11 December 2009

Leslie Marmon Silko

"[In] Ceremony I worked with some of the old stories, for example the Ck'o'yo gambler, Pa'caya'nyi, he was a magician and in the old story he came and he tricked the people into neglecting their care of the corn fields, of their devotion to the corn mother. This magician told them they didn't have to work hard, by magic he could do things. Listen to him, come to him. So, in the story, the people leave their corn fields and neglect the corn mother's altar and they are amazed by this magician. But that is all that it was, all magic. And while the people were enamored by this magician, the corn mother became angered and sad and then she left. And all the animals left and all the plants went away, a great drought came. The people found themselves in a terrible disaster, they had been lured away by this flashy, interesting, fast-talking conman.
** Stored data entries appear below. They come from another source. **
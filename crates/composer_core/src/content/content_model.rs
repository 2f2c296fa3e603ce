// Copyright (c) 2026 Element Creations Ltd
//
// SPDX-License-Identifier: AGPL-3.0-only OR LicenseRef-Element-Commercial
// Please see LICENSE in the repository root for full details.

use std::sync::Arc;

use indexmap::IndexMap;
use once_cell::sync::Lazy;
use regex::Regex;

use super::block::{Block, BlockKey};
use super::entity::{Entity, EntityKey, EntityMap};
use crate::error::ContentError;
use crate::selection::SelectionModel;

static LINE_BREAK: Lazy<Regex> =
    Lazy::new(|| Regex::new(r"\r\n?|\n").expect("valid line break regex"));

/// An immutable document: an ordered map of blocks plus the entities they
/// reference.
///
/// Every content produced by the mutation pipeline also records the selection
/// before and after the edit, so the editor state can derive the caret and an
/// undo can restore the selection that preceded the change.
///
/// Blocks are held behind [`Arc`] so an edit shares every block it did not
/// touch with the content it was derived from.  Renderers rely on that:
/// `Arc::ptr_eq` on a block means "unchanged".
#[derive(Clone, Debug, PartialEq, Eq)]
#[cfg_attr(feature = "serde", derive(serde::Serialize, serde::Deserialize))]
pub struct ContentModel {
    blocks: IndexMap<BlockKey, Arc<Block>>,
    entities: EntityMap,
    selection_before: SelectionModel,
    selection_after: SelectionModel,
    select_can_not_undo: bool,
}

impl ContentModel {
    /// Build content from externally supplied blocks, validating them.
    pub fn from_blocks(
        blocks: impl IntoIterator<Item = Block>,
    ) -> Result<Self, ContentError> {
        Self::from_parts(blocks, EntityMap::new())
    }

    /// Build content from blocks and the entities they reference.
    pub fn from_parts(
        blocks: impl IntoIterator<Item = Block>,
        entities: EntityMap,
    ) -> Result<Self, ContentError> {
        let mut map = IndexMap::new();
        for block in blocks {
            let key = block.key().clone();
            if map.insert(key.clone(), Arc::new(block)).is_some() {
                return Err(ContentError::DuplicateKey(key));
            }
        }
        let first = map.keys().next().cloned().ok_or(ContentError::Empty)?;
        let caret = SelectionModel::collapsed(first, 0);
        let content = Self {
            blocks: map,
            entities,
            selection_before: caret.clone(),
            selection_after: caret,
            select_can_not_undo: false,
        };
        content.validate()?;
        Ok(content)
    }

    /// One unstyled block per line of `text`.
    pub fn from_text(text: &str) -> Self {
        let blocks = LINE_BREAK
            .split(text)
            .map(|line| Arc::new(Block::unstyled(BlockKey::generate(), line)))
            .map(|b| (b.key().clone(), b))
            .collect::<IndexMap<_, _>>();
        // `split` always yields at least one item, even for "".
        let first = blocks
            .keys()
            .next()
            .cloned()
            .unwrap_or_else(BlockKey::generate);
        let caret = SelectionModel::collapsed(first, 0);
        Self {
            blocks,
            entities: EntityMap::new(),
            selection_before: caret.clone(),
            selection_after: caret,
            select_can_not_undo: false,
        }
    }

    // ------------------------------------------------------------------
    // Block access
    // ------------------------------------------------------------------

    pub fn block(&self, key: &BlockKey) -> Option<&Arc<Block>> {
        self.blocks.get(key)
    }

    /// The block for `key`.  A missing key is a programming error.
    pub fn block_for_key(&self, key: &BlockKey) -> &Arc<Block> {
        self.blocks
            .get(key)
            .unwrap_or_else(|| panic!("dangling block key {key}"))
    }

    pub fn blocks(&self) -> impl Iterator<Item = &Arc<Block>> {
        self.blocks.values()
    }

    pub fn block_keys(&self) -> impl Iterator<Item = &BlockKey> {
        self.blocks.keys()
    }

    pub fn block_count(&self) -> usize {
        self.blocks.len()
    }

    pub fn first_block(&self) -> &Arc<Block> {
        self.blocks
            .first()
            .map(|(_, b)| b)
            .expect("content always holds a block")
    }

    pub fn last_block(&self) -> &Arc<Block> {
        self.blocks
            .last()
            .map(|(_, b)| b)
            .expect("content always holds a block")
    }

    pub fn index_of(&self, key: &BlockKey) -> Option<usize> {
        self.blocks.get_index_of(key)
    }

    pub fn key_before(&self, key: &BlockKey) -> Option<&BlockKey> {
        let idx = self.index_of(key)?;
        idx.checked_sub(1)
            .and_then(|i| self.blocks.get_index(i))
            .map(|(k, _)| k)
    }

    pub fn key_after(&self, key: &BlockKey) -> Option<&BlockKey> {
        let idx = self.index_of(key)?;
        self.blocks.get_index(idx + 1).map(|(k, _)| k)
    }

    /// The blocks from `start` to `end`, both inclusive, in document order.
    pub fn blocks_between(
        &self,
        start: &BlockKey,
        end: &BlockKey,
    ) -> impl Iterator<Item = &Arc<Block>> {
        let from = self.expect_index(start);
        let to = self.expect_index(end);
        assert!(from <= to, "block {start} comes after block {end}");
        self.blocks.values().skip(from).take(to - from + 1)
    }

    pub fn plain_text(&self) -> String {
        self.blocks
            .values()
            .map(|b| b.text())
            .collect::<Vec<_>>()
            .join("\n")
    }

    pub fn has_text(&self) -> bool {
        self.blocks.len() > 1 || !self.first_block().is_empty()
    }

    // ------------------------------------------------------------------
    // Entities
    // ------------------------------------------------------------------

    pub fn entities(&self) -> &EntityMap {
        &self.entities
    }

    pub fn entity(&self, key: EntityKey) -> Option<&Entity> {
        self.entities.get(key)
    }

    /// Register `entity` and return the new content with its key.
    pub fn create_entity(&self, entity: Entity) -> (Self, EntityKey) {
        let (entities, key) = self.entities.add(entity);
        (
            Self {
                entities,
                ..self.clone()
            },
            key,
        )
    }

    // ------------------------------------------------------------------
    // Selection bookkeeping
    // ------------------------------------------------------------------

    pub fn selection_before(&self) -> &SelectionModel {
        &self.selection_before
    }

    pub fn selection_after(&self) -> &SelectionModel {
        &self.selection_after
    }

    /// Whether the edit that produced this content must stay a separate undo
    /// step and have its selection forced.
    pub fn select_can_not_undo(&self) -> bool {
        self.select_can_not_undo
    }

    /// A selection from the anchor to the focus, with its direction derived
    /// from block order.
    pub fn select(
        &self,
        anchor_key: &BlockKey,
        anchor_offset: usize,
        focus_key: &BlockKey,
        focus_offset: usize,
    ) -> SelectionModel {
        let anchor_idx = self.expect_index(anchor_key);
        let focus_idx = self.expect_index(focus_key);
        let is_backward = focus_idx < anchor_idx
            || (focus_idx == anchor_idx && focus_offset < anchor_offset);
        SelectionModel::new(
            anchor_key.clone(),
            anchor_offset,
            focus_key.clone(),
            focus_offset,
            is_backward,
        )
    }

    /// Everything from the start of the first block to the end of the last.
    pub fn select_all(&self) -> SelectionModel {
        let last = self.last_block();
        SelectionModel::new(
            self.first_block().key().clone(),
            0,
            last.key().clone(),
            last.len(),
            false,
        )
    }

    // ------------------------------------------------------------------
    // Derivation (pipeline only)
    // ------------------------------------------------------------------

    pub(crate) fn block_map(&self) -> &IndexMap<BlockKey, Arc<Block>> {
        &self.blocks
    }

    pub(crate) fn with_block_map(
        &self,
        blocks: IndexMap<BlockKey, Arc<Block>>,
    ) -> Self {
        assert!(!blocks.is_empty(), "content must keep at least one block");
        Self {
            blocks,
            ..self.clone()
        }
    }

    pub(crate) fn with_entities(&self, entities: EntityMap) -> Self {
        Self {
            entities,
            ..self.clone()
        }
    }

    /// Stamp the selection around an edit.  Clears `select_can_not_undo`.
    pub(crate) fn with_selections(
        &self,
        before: SelectionModel,
        after: SelectionModel,
    ) -> Self {
        Self {
            selection_before: before,
            selection_after: after,
            select_can_not_undo: false,
            ..self.clone()
        }
    }

    pub(crate) fn with_selection_before(&self, before: SelectionModel) -> Self {
        Self {
            selection_before: before,
            ..self.clone()
        }
    }

    pub(crate) fn with_select_can_not_undo(&self, flag: bool) -> Self {
        Self {
            select_can_not_undo: flag,
            ..self.clone()
        }
    }

    fn expect_index(&self, key: &BlockKey) -> usize {
        self.index_of(key)
            .unwrap_or_else(|| panic!("dangling block key {key}"))
    }

    // ------------------------------------------------------------------
    // Validation
    // ------------------------------------------------------------------

    /// Check every structural invariant of the content.
    pub fn validate(&self) -> Result<(), ContentError> {
        if self.blocks.is_empty() {
            return Err(ContentError::Empty);
        }
        for (key, block) in &self.blocks {
            if key != block.key() {
                return Err(ContentError::DuplicateKey(block.key().clone()));
            }
            let len = block.len();
            block.style_runs().check(len).map_err(|defect| {
                ContentError::MalformedStyles {
                    key: key.clone(),
                    defect,
                }
            })?;
            if let Some(run) = block.style_runs().iter().find(|r| r.value.is_empty()) {
                return Err(ContentError::EmptyStyleRun {
                    key: key.clone(),
                    start: run.start,
                });
            }
            block.entity_runs().check(len).map_err(|defect| {
                ContentError::MalformedEntities {
                    key: key.clone(),
                    defect,
                }
            })?;
            if let Some(run) = block
                .entity_runs()
                .iter()
                .find(|r| !self.entities.contains(r.value))
            {
                return Err(ContentError::DanglingEntity {
                    key: key.clone(),
                    entity: run.value,
                });
            }
        }
        // `selection_before` resolves against the content this one was
        // derived from, not against this one.
        self.check_selection(&self.selection_after)
    }

    /// Check that `selection` resolves against this content.
    pub fn check_selection(
        &self,
        selection: &SelectionModel,
    ) -> Result<(), ContentError> {
        for (key, offset) in [
            (selection.anchor_key(), selection.anchor_offset()),
            (selection.focus_key(), selection.focus_offset()),
        ] {
            let block = self
                .blocks
                .get(key)
                .ok_or_else(|| ContentError::DanglingSelection(key.clone()))?;
            let len = block.len();
            if offset > len {
                return Err(ContentError::SelectionOutOfBounds {
                    key: key.clone(),
                    offset,
                    len,
                });
            }
        }
        let anchor_idx = self.expect_index(selection.anchor_key());
        let focus_idx = self.expect_index(selection.focus_key());
        let is_backward = focus_idx < anchor_idx
            || (focus_idx == anchor_idx
                && selection.focus_offset() < selection.anchor_offset());
        if selection.is_backward() != is_backward {
            return Err(ContentError::SelectionDirection {
                anchor_key: selection.anchor_key().clone(),
                anchor_offset: selection.anchor_offset(),
                focus_key: selection.focus_key().clone(),
                focus_offset: selection.focus_offset(),
                is_backward: selection.is_backward(),
            });
        }
        Ok(())
    }
}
So in Ceremony we have in this old story the idea that we human beings are not dependable creatures, we are easily lured from one way or another, we get out of balance and out of harmony with our natural surroundings and also we can get out of harmony with one another. And then it is quite difficult and painful but necessary to make a kind of ceremony to find our way back.
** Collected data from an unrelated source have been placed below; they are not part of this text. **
// Copyright (c) 2026 Element Creations Ltd
//
// SPDX-License-Identifier: AGPL-3.0-only OR LicenseRef-Element-Commercial
// Please see LICENSE in the repository root for full details.

use std::fmt;
use std::ops::Range;
use std::sync::Arc;

use strum_macros::{AsRefStr, Display, EnumString};
use uuid::Uuid;

use super::entity::EntityKey;
use super::style::{InlineStyle, StyleSet};
use crate::run_list::{Run, RunList};

/// Opaque, cheap-to-clone identifier of a block.
#[derive(Clone, Debug, PartialEq, Eq, PartialOrd, Ord, Hash)]
#[cfg_attr(feature = "serde", derive(serde::Serialize, serde::Deserialize))]
#[cfg_attr(feature = "serde", serde(transparent))]
pub struct BlockKey(Arc<str>);

impl BlockKey {
    pub fn new(key: impl AsRef<str>) -> Self {
        Self(Arc::from(key.as_ref()))
    }

    /// A fresh random key: a full v4 UUID in simple form.
    pub fn generate() -> Self {
        Self(Arc::from(Uuid::new_v4().simple().to_string()))
    }

    pub fn as_str(&self) -> &str {
        &self.0
    }
}

impl From<&str> for BlockKey {
    fn from(key: &str) -> Self {
        Self::new(key)
    }
}

impl fmt::Display for BlockKey {
    fn fmt(&self, f: &mut fmt::Formatter<'_>) -> fmt::Result {
        f.write_str(&self.0)
    }
}

/// The semantic kind of a block.
#[derive(
    Clone,
    Copy,
    Debug,
    Default,
    PartialEq,
    Eq,
    Hash,
    AsRefStr,
    Display,
    EnumString,
)]
#[strum(serialize_all = "kebab-case")]
#[cfg_attr(feature = "serde", derive(serde::Serialize, serde::Deserialize))]
#[cfg_attr(feature = "serde", serde(rename_all = "kebab-case"))]
pub enum BlockType {
    #[default]
    Unstyled,
    Paragraph,
    HeaderOne,
    HeaderTwo,
    HeaderThree,
    HeaderFour,
    HeaderFive,
    HeaderSix,
    UnorderedListItem,
    OrderedListItem,
    Blockquote,
    CodeBlock,
    /// A block rendered as one opaque unit (media, embeds).
    Atomic,
}

/// One paragraph-equivalent unit of content.
///
/// Offsets are counted in `char`s.  Style runs never carry an empty style set
/// and, like entity runs, never reach past the end of the text.
#[derive(Clone, Debug, PartialEq, Eq)]
#[cfg_attr(feature = "serde", derive(serde::Serialize, serde::Deserialize))]
#[cfg_attr(feature = "serde", serde(from = "BlockFields"))]
pub struct Block {
    key: BlockKey,
    block_type: BlockType,
    text: String,
    /// `text` length in `char`s.
    #[cfg_attr(feature = "serde", serde(skip))]
    len: usize,
    styles: RunList<StyleSet>,
    entities: RunList<EntityKey>,
}

#[cfg(feature = "serde")]
#[derive(serde::Deserialize)]
struct BlockFields {
    key: BlockKey,
    block_type: BlockType,
    text: String,
    styles: RunList<StyleSet>,
    entities: RunList<EntityKey>,
}

#[cfg(feature = "serde")]
impl From<BlockFields> for Block {
    fn from(fields: BlockFields) -> Self {
        Self {
            len: fields.text.chars().count(),
            key: fields.key,
            block_type: fields.block_type,
            text: fields.text,
            styles: fields.styles,
            entities: fields.entities,
        }
    }
}

impl Block {
    pub fn new(
        key: impl Into<BlockKey>,
        block_type: BlockType,
        text: impl Into<String>,
    ) -> Self {
        let text: String = text.into();
        Self {
            key: key.into(),
            block_type,
            len: text.chars().count(),
            text,
            styles: RunList::new(),
            entities: RunList::new(),
        }
    }

    pub fn unstyled(key: impl Into<BlockKey>, text: impl Into<String>) -> Self {
        Self::new(key, BlockType::Unstyled, text)
    }

    /// Add `style` to every character in `range`.
    pub fn with_style(self, range: Range<usize>, style: InlineStyle) -> Self {
        self.assert_range(&range);
        let styles = self.styles.map_range(range, |current| {
            Some(current.cloned().unwrap_or_default().with(style))
        });
        Self { styles, ..self }
    }

    /// Attach `entity` to every character in `range`.
    pub fn with_entity(self, range: Range<usize>, entity: EntityKey) -> Self {
        self.assert_range(&range);
        let entities = self.entities.set(range, Some(entity));
        Self { entities, ..self }
    }

    pub fn with_key(&self, key: BlockKey) -> Self {
        Self {
            key,
            ..self.clone()
        }
    }

    pub fn with_type(&self, block_type: BlockType) -> Self {
        Self {
            block_type,
            ..self.clone()
        }
    }

    pub(crate) fn with_style_runs(&self, styles: RunList<StyleSet>) -> Self {
        Self {
            styles,
            ..self.clone()
        }
    }

    pub(crate) fn with_entity_runs(&self, entities: RunList<EntityKey>) -> Self {
        Self {
            entities,
            ..self.clone()
        }
    }

    pub fn key(&self) -> &BlockKey {
        &self.key
    }

    pub fn block_type(&self) -> BlockType {
        self.block_type
    }

    pub fn text(&self) -> &str {
        &self.text
    }

    /// Length of the text in `char`s.
    pub fn len(&self) -> usize {
        self.len
    }

    pub fn is_empty(&self) -> bool {
        self.len == 0
    }

    pub fn style_runs(&self) -> &RunList<StyleSet> {
        &self.styles
    }

    pub fn entity_runs(&self) -> &RunList<EntityKey> {
        &self.entities
    }

    /// The styles of the character at `offset` (empty when unstyled).
    pub fn styles_at(&self, offset: usize) -> StyleSet {
        self.styles.value_at(offset).cloned().unwrap_or_default()
    }

    pub fn entity_at(&self, offset: usize) -> Option<EntityKey> {
        self.entities.value_at(offset).copied()
    }

    /// The full range of the entity run covering `offset`.
    pub fn entity_range_at(&self, offset: usize) -> Option<Range<usize>> {
        self.entities.run_at(offset).map(Run::range)
    }

    /// The text of `range`.
    pub fn text_slice(&self, range: Range<usize>) -> &str {
        self.assert_range(&range);
        let start = byte_offset(&self.text, range.start);
        let end = byte_offset(&self.text, range.end);
        &self.text[start..end]
    }

    /// The characters of `range` as a new block with the same key and type.
    pub(crate) fn slice(&self, range: Range<usize>) -> Self {
        Self {
            key: self.key.clone(),
            block_type: self.block_type,
            text: self.text_slice(range.clone()).to_owned(),
            len: range.len(),
            styles: self.styles.slice(range.clone()),
            entities: self.entities.slice(range),
        }
    }

    /// Replace the characters of `range` with the content of `inserted`,
    /// keeping this block's key and type.
    pub(crate) fn splice(&self, range: Range<usize>, inserted: &Block) -> Self {
        self.assert_range(&range);
        let start = byte_offset(&self.text, range.start);
        let end = byte_offset(&self.text, range.end);
        let mut text = String::with_capacity(
            self.text.len() - (end - start) + inserted.text.len(),
        );
        text.push_str(&self.text[..start]);
        text.push_str(&inserted.text);
        text.push_str(&self.text[end..]);

        let inserted_len = inserted.len();
        Self {
            key: self.key.clone(),
            block_type: self.block_type,
            text,
            len: self.len - range.len() + inserted_len,
            styles: self.styles.remove(range.clone()).insert(
                range.start,
                &inserted.styles,
                inserted_len,
            ),
            entities: self.entities.remove(range.clone()).insert(
                range.start,
                &inserted.entities,
                inserted_len,
            ),
        }
    }

    /// This block followed by the content of `tail`.
    pub(crate) fn concat(&self, tail: &Block) -> Self {
        let len = self.len();
        Self {
            key: self.key.clone(),
            block_type: self.block_type,
            text: format!("{}{}", self.text, tail.text),
            len: len + tail.len,
            styles: self.styles.concat(len, &tail.styles),
            entities: self.entities.concat(len, &tail.entities),
        }
    }

    fn assert_range(&self, range: &Range<usize>) {
        let len = self.len();
        assert!(
            range.start <= range.end && range.end <= len,
            "range {range:?} out of bounds for block {} of length {len}",
            self.key
        );
    }
}

/// Byte index of the `char_offset`-th character (or the text length).
pub(crate) fn byte_offset(text: &str, char_offset: usize) -> usize {
    text.char_indices()
        .nth(char_offset)
        .map_or(text.len(), |(b, _)| b)
}

/// Char offset of byte index `byte`.
pub(crate) fn char_offset(text: &str, byte: usize) -> usize {
    text[..byte].chars().count()
}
I began to realize that hasn't changed. Human beings can have lessons of things that happened in the past, in history, and say Look, this is what happens. But somehow people sometimes won't pay attention, won't listen and we have to suffer through and have to learn again, remember all over again why it is that we have to have a certain respect or care for hard work and for working with one another. There is no magic that is going to hand things over."